In your detection method, you need to add an OR clause so it will recognize either GUID as a valid install.
Two gotchas you should also be aware of:
1) You should specify the version number in your detection method. All versions of Reader 11 have the same GUID (i.e. 11.0.1 is the same as 11.0.7) so it will cause your detection method to return a false positive if users are on an older version.
2) If you care about security patches for Reader, then you should know that Adobe releases their patches only for the MUI version. You cannot "upgrade" from, say 11.0.1 to 11.0.7 with their MSIs without doing an uninstall/reinstall of the whole product. If you try, it will just tell you the product is already installed (because the GUID is the same).
Here is the correct way to manage Adobe Reader with SCCM:
You need two deployment types in your application.
1) Configure the 11.0.0 MSI just as you already have (make sure the detection method has the version number of 11.0.00 specified -- do not just use the GUID) and save and close it.

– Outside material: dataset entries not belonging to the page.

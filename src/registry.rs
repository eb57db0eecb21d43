//! Per-control composed schemas and the validation entry points.
//!
//! A [`SchemaRegistry`] is built once around a [`Catalog`] and passed by
//! reference. Composed schemas are cached on first use; building happens
//! outside the lock and the first inserted schema wins, so concurrent
//! callers always observe the same `Arc`.
use std::collections::HashMap;
use std::sync::{Arc, PoisonError, RwLock};

use crate::catalog::Catalog;
use crate::compose::compose;
use crate::error::{ContractError, ValidationError, Violations};
use crate::mixins;
use crate::normalize::coerce_props;
use crate::schema::SchemaNode;
use crate::validate::{ValidationOptions, Validator};
use crate::value::PropertyBag;

pub struct SchemaRegistry {
    catalog: Box<dyn Catalog>,
    cache: RwLock<HashMap<String, Arc<SchemaNode>>>,
    max_depth: usize,
}

impl std::fmt::Debug for SchemaRegistry {
    fn fmt(&self, f: &mut std::fmt::Formatter<'_>) -> std::fmt::Result {
        f.debug_struct("SchemaRegistry")
            .field("controls", &self.catalog.control_types())
            .field("cached", &self.cached_len())
            .field("max_depth", &self.max_depth)
            .finish()
    }
}

impl SchemaRegistry {
    pub fn new(catalog: impl Catalog + 'static) -> Self {
        Self {
            catalog: Box::new(catalog),
            cache: RwLock::new(HashMap::new()),
            max_depth: crate::validate::DEFAULT_MAX_DEPTH,
        }
    }

    pub fn with_max_depth(mut self, max_depth: usize) -> Self {
        self.max_depth = max_depth;
        self
    }

    pub fn catalog(&self) -> &dyn Catalog {
        self.catalog.as_ref()
    }

    pub fn options(&self, strict: bool) -> ValidationOptions {
        ValidationOptions::lenient().with_strict(strict).with_max_depth(self.max_depth)
    }

    // ---------------------------- schemas ---------------------------- //

    /// Composed schema: the control's base over `[layout, universal, hints]`.
    pub fn schema_for(&self, control_type: &str) -> Option<Arc<SchemaNode>> {
        if let Some(hit) = self.read_cache().get(control_type) {
            tracing::trace!(control_type, "schema cache hit");
            return Some(Arc::clone(hit));
        }

        let base = self.catalog.control_schema(control_type)?;
        let hints = mixins::catch_all(self.catalog.prop_hints(control_type));
        let built = Arc::new(compose(&base, &[mixins::layout(), mixins::universal(), hints]));

        let mut cache = self.cache.write().unwrap_or_else(PoisonError::into_inner);
        let schema = cache.entry(control_type.to_string()).or_insert_with(|| {
            tracing::debug!(control_type, "composed control schema");
            built
        });
        Some(Arc::clone(schema))
    }

    /// Compose and cache every catalog control. Returns how many are cached.
    pub fn warm(&self) -> usize {
        for control_type in self.catalog.control_types() {
            self.schema_for(&control_type);
        }
        self.cached_len()
    }

    pub fn cached_len(&self) -> usize {
        self.read_cache().len()
    }

    fn read_cache(&self) -> std::sync::RwLockReadGuard<'_, HashMap<String, Arc<SchemaNode>>> {
        self.cache.read().unwrap_or_else(PoisonError::into_inner)
    }

    // --------------------------- validation -------------------------- //

    /// Errors for `bag` rooted at `{control_type}.props`. Unknown control
    /// types have nothing to check against and yield no errors.
    pub fn validate_props(&self, control_type: &str, bag: &PropertyBag, strict: bool) -> Vec<ValidationError> {
        let Some(schema) = self.schema_for(control_type) else {
            tracing::debug!(control_type, "no schema for control type, skipping validation");
            return Vec::new();
        };
        Validator::new(self.options(strict)).collect_props(bag, &schema, &props_path(control_type))
    }

    pub fn ensure_valid_props(&self, control_type: &str, bag: &PropertyBag, strict: bool) -> Result<(), ContractError> {
        let Some(schema) = self.schema_for(control_type) else {
            tracing::debug!(control_type, "no schema for control type, skipping validation");
            return Ok(());
        };
        self.ensure_bag(bag, &schema, props_path(control_type), strict)
    }

    /// Errors for the geometry map of a child placed inside a frame.
    pub fn validate_frame_child(&self, frame: &PropertyBag, strict: bool) -> Vec<ValidationError> {
        Validator::new(self.options(strict)).collect_props(frame, &mixins::frame_child(), "frame")
    }

    pub fn ensure_valid_frame_child(&self, frame: &PropertyBag, strict: bool) -> Result<(), ContractError> {
        self.ensure_bag(frame, &mixins::frame_child(), "frame".to_string(), strict)
    }

    fn ensure_bag(&self, bag: &PropertyBag, schema: &SchemaNode, subject: String, strict: bool) -> Result<(), ContractError> {
        let errors = Validator::new(self.options(strict)).check_props(bag, schema, &subject)?;
        if errors.is_empty() {
            Ok(())
        } else {
            Err(ContractError::Invalid { subject, violations: Violations::from(errors) })
        }
    }

    /// Mutation path: coerce geometry props, validate, and return the coerced bag.
    pub fn prepare_props(&self, control_type: &str, bag: &PropertyBag, strict: bool) -> Result<PropertyBag, ContractError> {
        let coerced = coerce_props(bag)?;
        self.ensure_valid_props(control_type, &coerced, strict)?;
        Ok(coerced)
    }
}

fn props_path(control_type: &str) -> String {
    format!("{control_type}.props")
}

// ------------------------------- Tests ------------------------------------ //

#[cfg(test)]
mod tests {
    use super::*;
    use crate::catalog::StaticCatalog;
    use crate::schema::{AdditionalPolicy, ObjectSchema};
    use crate::value::{bag_from_json, Value};
    use serde_json::json;

    fn registry() -> SchemaRegistry {
        let button = ObjectSchema::new()
            .prop("label", SchemaNode::string())
            .prop("radius", SchemaNode::range(Some(0.0), Some(999.0)))
            .additional(AdditionalPolicy::Reject)
            .into_node();
        SchemaRegistry::new(StaticCatalog::new().with("button", button, ["icon"]))
    }

    fn bag(v: serde_json::Value) -> PropertyBag {
        bag_from_json(v).unwrap()
    }

    #[test]
    fn composed_schema_includes_mixins_and_hints() {
        let reg = registry();
        let schema = reg.schema_for("button").unwrap();
        assert_eq!(schema.property("radius"), Some(&SchemaNode::range(Some(0.0), Some(999.0))));
        assert!(schema.property("width").is_some());
        assert!(schema.property("tab_index").is_some());
        assert_eq!(schema.property("icon"), Some(&SchemaNode::AnyValue));
        assert!(reg.schema_for("nope").is_none());
    }

    #[test]
    fn schemas_are_cached() {
        let reg = registry();
        assert_eq!(reg.cached_len(), 0);
        let a = reg.schema_for("button").unwrap();
        let b = reg.schema_for("button").unwrap();
        assert!(Arc::ptr_eq(&a, &b));
        assert_eq!(reg.warm(), 1);
    }

    #[test]
    fn radius_below_minimum() {
        let errs = registry().validate_props("button", &bag(json!({"label": "OK", "radius": -1})), false);
        assert_eq!(errs.len(), 1);
        assert_eq!(errs[0].path, "button.props.radius");
        assert!(errs[0].message.contains("minimum"));
    }

    #[test]
    fn strictness_controls_unknown_props() {
        let reg = registry();
        let props = bag(json!({"label": "OK", "mystery": 1, "icon": "star"}));
        assert!(reg.validate_props("button", &props, false).is_empty());
        let strict = reg.validate_props("button", &props, true);
        assert_eq!(strict.len(), 1);
        assert_eq!(strict[0].path, "button.props.mystery");
    }

    #[test]
    fn unknown_control_types_pass() {
        let reg = registry();
        assert!(reg.validate_props("mystery", &bag(json!({"x": 1})), true).is_empty());
        assert!(reg.ensure_valid_props("mystery", &bag(json!({"x": 1})), true).is_ok());
    }

    #[test]
    fn ensure_valid_props_aggregates() {
        let err = registry()
            .ensure_valid_props("button", &bag(json!({"label": 3, "opacity": "x"})), false)
            .unwrap_err();
        assert_eq!(err.violations().len(), 2);
        assert!(err.to_string().starts_with("button.props failed validation with 2 error(s)"));
    }

    #[test]
    fn frame_child_validation() {
        let reg = registry();
        assert!(reg.validate_frame_child(&bag(json!({"left": 10, "width": "50%", "z": 2})), true).is_empty());
        let errs = reg.validate_frame_child(&bag(json!({"left": true})), false);
        assert_eq!(errs.len(), 1);
        assert_eq!(errs[0].path, "frame.left");
        assert!(reg.ensure_valid_frame_child(&bag(json!({"z": "top"})), false).is_err());
    }

    #[test]
    fn prepare_props_coerces_then_validates() {
        let reg = registry();
        let out = reg.prepare_props("button", &bag(json!({"label": "OK", "width": "120", "padding": [1, 2]})), true).unwrap();
        assert_eq!(out["width"], Value::Float(120.0));

        let err = reg.prepare_props("button", &bag(json!({"padding": [1, 2, 3]})), false).unwrap_err();
        assert!(matches!(err, ContractError::Coercion(_)));

        let err = reg.prepare_props("button", &bag(json!({"radius": "-5"})), false).unwrap_err();
        assert!(matches!(err, ContractError::Invalid { .. }));
    }

    #[test]
    fn prepare_props_keeps_array_offsets() {
        let pan = ObjectSchema::new()
            .prop("offset", SchemaNode::array_between(SchemaNode::number(), Some(2), Some(2)))
            .into_node();
        let reg = SchemaRegistry::new(StaticCatalog::new().with("pan", pan, Vec::<String>::new()));
        let raw = bag(json!({"offset": [1, 2]}));
        assert!(reg.validate_props("pan", &raw, true).is_empty());
        let out = reg.prepare_props("pan", &raw, true).unwrap();
        assert_eq!(out["offset"], Value::from(vec![1.0, 2.0]));
    }
}
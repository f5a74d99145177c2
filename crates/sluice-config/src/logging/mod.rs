//! Logging setup for drivers.
//!
//! The library itself only talks to the `log` facade; a driver calls
//! [`init_logging`] once to route records through `env_logger`.

mod init;

pub use init::{init_logging, LoggingConfig};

2) Go back in and add another deployment type. This time, select Script Installer as the type (SCCM does not handle MSP files natively). Point it to your MSP file and use msiexec /update (instead of the usual msiexec /i) as your command line. For the detection method, use the same GUID, but 11.0.07 (or whatever) as the version. Specify the first deployment type as its dependency. Then make sure the patch has a higher priority in the list. Now save and close it again.
Now, when a client that does not have reader installed requests the application, both will be installed. If the person already has the EXE version installed, it will be patched. If it's already patched, then it will just show as already installed.
Best Answer
"Where is the detection finding Acrobat on this PC?" - You can use DeploymentMonitoringTool.exe on the client to view the detail information of the deployment including the detection method. In your case using a MSI Code, it's querying the product code from WMI.
"if the application is uninstalled from the client PC, the detection still insists that the application is available (the PC is still in the appropriate collection in SCCM). " - Uninstall application from client will not change the membership of the collection Unless this collection is based on querying the existence of this application. If the later, this isn't a good practice as your query may based on hardware inventory data which is uploaded on a schedule time.
If you remove PC from the collection which the application deployment targeted, it will be sure that application disappear from software center. If you add the PC back to the collection, client will evaluate the detection method of the deployment type - If the product code is detected, it will not appear in Software Center; if the product code is not detected, it will show in Software Center and show as 'available' to be installed (Not installed yet).
The appdiscovery.log will show if the application installed or not and then you'll clear.
Detecting the existence of Acrobat.exe is not the best way as: 1)There can be just a copy of installation folder in other Dir. 2)There may be other version of Acrobat in your environment.